NEWPORT — A local grassroots organization committed to the protection of water quality in the basin of Lake Memphremagog, filed a petition on April 8 for a declaratory ruling with the Secretary of the Vermont Agency of Natural Resources.
The petition, filed by “Don’t Undermine Memphremagog’s Purity” (DUMP), requests that the Agency require a discharge permit under Federal and Vermont environmental laws for polluted flows from an underdrain system beneath the Phase 3 lined cells of the New England Waste Service VT landfill in Coventry.
The group says estimates for the daily flow from the underdrain range from 5,000 to 10,000 gallons and include levels of arsenic, cadmium, and PFAS that exceed Vermont water quality standards.
This discharge enters the buffer zone of a Class 2 wetland that is connected to the Black River, a primary tributary of International Lake Memphremagog.
The lake supplies drinking water for some Vermonters and approximately 175,000 Canadians.
DUMP issued a seven-page “white paper” in January 2022 documenting the lack of transparency in decision-making by the ANR and its failure to respond to public input concerning approvals for the landfill operation.
The group says the ANR’s reply consisted of a six-sentence email that did not address any specifics.
The plan for a treatment system, proposed by NEWSVT to be constructed at the outlet of the underdrain #3, was discovered in DUMP’s review of internal ANR documents and is one example of the perceived lack of transparency.
NEWSVT’s proposed treatment system would remove some of the PFAS content, but will still result in the discharge of pollutant-laden flows into the wetland buffer.
DUMP insists that the treatment system requires a discharge permit.
In February 2022, DUMP asked the Watershed Management Division of the ANR why the flow out of the landfill underdrain did not require a permit but says they did not provide a response.
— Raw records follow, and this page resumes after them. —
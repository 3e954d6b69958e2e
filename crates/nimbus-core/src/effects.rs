use std::cell::RefCell;
use std::rc::Rc;

use crate::{remember, scoped_effect};

#[derive(Clone)]
pub struct Dispose(Rc<RefCell<Option<Box<dyn FnOnce()>>>>);

impl Dispose {
    pub fn new(f: impl FnOnce() + 'static) -> Self {
        Self(Rc::new(RefCell::new(Some(Box::new(f)))))
    }

    pub fn noop() -> Self {
        Self(Rc::new(RefCell::new(None)))
    }

    /// Runs at most once (safe to call multiple times).
    pub fn run(&self) {
        let f = self.0.borrow_mut().take();
        if let Some(f) = f {
            f()
        }
    }

    pub fn is_spent(&self) -> bool {
        self.0.borrow().is_none()
    }
}

impl std::fmt::Debug for Dispose {
    fn fmt(&self, f: &mut std::fmt::Formatter<'_>) -> std::fmt::Result {
        f.debug_tuple("Dispose").field(&self.is_spent()).finish()
    }
}

/// Runs `f()` immediately and returns its `Dispose`, also registered with the
/// current scope when there is one.
pub fn effect<F>(f: F) -> Dispose
where
    F: FnOnce() -> Dispose,
{
    scoped_effect(f)
}

/// Helper to register cleanup inside effect.
pub fn on_unmount(f: impl FnOnce() + 'static) -> Dispose {
    Dispose::new(f)
}

/// Runs `effect` the first time and again whenever `key` changes; the previous
/// cleanup runs before each re-run and once more when the scope is disposed.
pub fn disposable_effect<K: PartialEq + Clone + 'static>(
    key: K,
    effect: impl FnOnce() -> Dispose,
) {
    let last_key = remember(|| RefCell::new(None::<K>));
    let cleanup_slot = remember(|| RefCell::new(None::<Dispose>));
    let installed = remember(|| RefCell::new(false));

    // One unmount hook per call site.
    if !*installed.borrow() {
        *installed.borrow_mut() = true;
        let cleanup_slot = cleanup_slot.clone();
        scoped_effect(move || {
            on_unmount(move || {
                let d = cleanup_slot.borrow_mut().take();
                if let Some(d) = d {
                    d.run();
                }
            })
        });
    }

    let changed = last_key.borrow().as_ref() != Some(&key);
    if changed {
        *last_key.borrow_mut() = Some(key);

        let previous = cleanup_slot.borrow_mut().take();
        if let Some(d) = previous {
            d.run();
        }

        let d = effect();
        *cleanup_slot.borrow_mut() = Some(d);
    }
}

/// Runs on every recomposition.
pub fn side_effect(effect: impl FnOnce()) {
    effect();
}
//! Single-line text on top of cosmic-text.
//!
//! One `FontSystem` and swash cache are shared by the whole process. Shaped
//! glyphs are identified by a compact [`GlyphKey`] that the renderer uses as
//! its atlas key and hands back to [`rasterize`].

use ahash::{AHashMap, AHasher};
use cosmic_text::{Attrs, Buffer, CacheKey, FontSystem, Metrics, Shaping, SwashCache, SwashImage};
use once_cell::sync::Lazy;
use parking_lot::Mutex;
use std::hash::{Hash, Hasher};

pub use cosmic_text::SwashContent;

#[derive(Clone, Copy, Debug, PartialEq, Eq, Hash)]
pub struct GlyphKey(pub u64);

#[derive(Clone, Debug)]
pub struct ShapedGlyph {
    pub key: GlyphKey,
    pub x: f32,
    pub y: f32,
    pub w: f32,
    pub h: f32,
    pub bearing_x: f32,
    pub bearing_y: f32,
    pub advance: f32,
}

pub struct GlyphBitmap {
    pub key: GlyphKey,
    pub w: u32,
    pub h: u32,
    pub content: SwashContent,
    pub data: Vec<u8>, // Mask: A8; Color/Subpixel: RGBA8
}

struct Engine {
    fs: FontSystem,
    cache: SwashCache,
    key_map: AHashMap<GlyphKey, CacheKey>,
}

impl Engine {
    fn image(&mut self, key: CacheKey) -> Option<SwashImage> {
        self.cache.get_image(&mut self.fs, key).clone()
    }

    fn shape(&mut self, text: &str, px: f32) -> Buffer {
        let mut buf = Buffer::new(&mut self.fs, Metrics::new(px, px * 1.3));
        {
            let mut b = buf.borrow_with(&mut self.fs);
            b.set_size(None, None);
            b.set_text(text, &Attrs::new(), Shaping::Advanced, None);
            b.shape_until_scroll(true);
        }
        buf
    }
}

static ENGINE: Lazy<Mutex<Engine>> = Lazy::new(|| {
    let fs = FontSystem::new();
    log::debug!("font system loaded {} faces", fs.db().len());
    Mutex::new(Engine {
        fs,
        cache: SwashCache::new(),
        key_map: AHashMap::new(),
    })
});

fn key_from_cachekey(k: &CacheKey) -> GlyphKey {
    let mut h = AHasher::default();
    k.hash(&mut h);
    GlyphKey(h.finish())
}

/// Shapes one line (no wrapping). Glyph positions are relative to the line
/// top; `y` is the baseline.
pub fn shape_line(text: &str, px: f32) -> Vec<ShapedGlyph> {
    let mut eng = ENGINE.lock();
    let buf = eng.shape(text, px);

    let mut out = Vec::new();
    for run in buf.layout_runs() {
        for g in run.glyphs {
            let phys = g.physical((0.0, run.line_y), 1.0);
            let key = key_from_cachekey(&phys.cache_key);
            eng.key_map.insert(key, phys.cache_key);

            let (w, h, left, top) = match eng.image(phys.cache_key) {
                Some(img) => (
                    img.placement.width as f32,
                    img.placement.height as f32,
                    img.placement.left as f32,
                    img.placement.top as f32,
                ),
                None => (0.0, 0.0, 0.0, 0.0),
            };

            out.push(ShapedGlyph {
                key,
                x: g.x + g.x_offset,
                y: run.line_y,
                w,
                h,
                bearing_x: left,
                bearing_y: top,
                advance: g.w,
            });
        }
    }
    out
}

/// Pixels for a key produced by [`shape_line`]; `None` for unknown keys and
/// glyphs without an image (spaces).
pub fn rasterize(key: GlyphKey) -> Option<GlyphBitmap> {
    let mut eng = ENGINE.lock();
    let ck = *eng.key_map.get(&key)?;
    let img = eng.image(ck)?;
    Some(GlyphBitmap {
        key,
        w: img.placement.width,
        h: img.placement.height,
        content: img.content,
        data: img.data,
    })
}

/// Caret positions of a single line.
#[derive(Clone, Debug, PartialEq)]
pub struct TextMetrics {
    /// positions[i] = advance up to boundary i (len == byte_offsets.len())
    pub positions: Vec<f32>,
    /// byte index per boundary, starting at 0 and ending at `text.len()`
    pub byte_offsets: Vec<usize>,
}

impl TextMetrics {
    /// Boundary at or after `byte`.
    pub fn boundary_at(&self, byte: usize) -> usize {
        match self.byte_offsets.binary_search(&byte) {
            Ok(i) | Err(i) => i.min(self.byte_offsets.len().saturating_sub(1)),
        }
    }

    /// Caret x for a byte index of the measured text.
    pub fn x_at(&self, byte: usize) -> f32 {
        self.positions
            .get(self.boundary_at(byte))
            .copied()
            .unwrap_or(0.0)
    }

    /// Byte index of the boundary closest to `x`.
    pub fn byte_near(&self, x: f32) -> usize {
        self.positions
            .iter()
            .zip(&self.byte_offsets)
            .min_by(|a, b| (a.0 - x).abs().total_cmp(&(b.0 - x).abs()))
            .map_or(0, |(_, &b)| b)
    }
}

pub fn metrics_for_textfield(text: &str, px: f32) -> TextMetrics {
    let mut eng = ENGINE.lock();
    let buf = eng.shape(text, px);

    let mut positions = vec![0.0f32];
    let mut byte_offsets = vec![0usize];
    let mut x = 0.0f32;

    for run in buf.layout_runs() {
        for g in run.glyphs {
            x = g.x + g.w;
            // Ligatures cover several chars with one glyph.
            if g.end > *byte_offsets.last().unwrap_or(&0) {
                positions.push(x);
                byte_offsets.push(g.end);
            }
        }
    }
    if *byte_offsets.last().unwrap_or(&0) != text.len() {
        positions.push(x);
        byte_offsets.push(text.len());
    }
    TextMetrics {
        positions,
        byte_offsets,
    }
}

/// Advance width of a single line.
pub fn line_width(text: &str, px: f32) -> f32 {
    metrics_for_textfield(text, px)
        .positions
        .last()
        .copied()
        .unwrap_or(0.0)
}

#[cfg(test)]
mod tests {
    use super::*;

    #[test]
    fn empty_text_has_one_boundary() {
        let m = metrics_for_textfield("", 16.0);
        assert_eq!(m.byte_offsets, vec![0]);
        assert_eq!(m.positions, vec![0.0]);
    }

    #[test]
    fn boundaries_end_at_text_len() {
        let t = "alice";
        let m = metrics_for_textfield(t, 16.0);
        assert_eq!(m.byte_offsets.first(), Some(&0));
        assert_eq!(m.byte_offsets.last(), Some(&t.len()));
        assert_eq!(m.positions.len(), m.byte_offsets.len());
        assert!(m.byte_offsets.windows(2).all(|w| w[0] < w[1]));
    }

    #[test]
    fn caret_lookup_lands_on_boundaries() {
        let m = TextMetrics {
            positions: vec![0.0, 10.0, 20.0],
            byte_offsets: vec![0, 1, 5],
        };
        assert_eq!(m.x_at(3), 20.0);
        assert_eq!(m.x_at(99), 20.0);
        assert_eq!(m.byte_near(-4.0), 0);
        assert_eq!(m.byte_near(14.0), 1);
        assert_eq!(m.byte_near(16.0), 5);
        assert_eq!(m.byte_near(500.0), 5);
    }

    #[test]
    fn unknown_key_does_not_rasterize() {
        assert!(rasterize(GlyphKey(0xdead_beef)).is_none());
    }
}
DUMP’s petition to the ANR Secretary contends that a state wetland permit, issued in 2021 and approving the PFAS treatment system in the wetland buffer, is invalid because the permit failed to consider the content of the discharge into the wetland and because the design plans filed with the ANR Solid Waste Division in December 2021 are substantially different from the plans approved by the wetland permit.
“DUMP strongly supports pretreatment of landfill leachate by using the best available technology,” said Ed Stanak, a member of DUMP’s advisory committee. “But decisions on how and where to treat the leachate involve critical public policy decisions and they cannot be left to the private waste industry.”
Stankak said the fragile Lake Memphremagog watershed must be protected and environmental justice supports a policy that the toxic leachate must be transported back to the urban regions that generated the solid wastes for treatment in upgraded municipal wastewater plants funded by federal ARPA funds.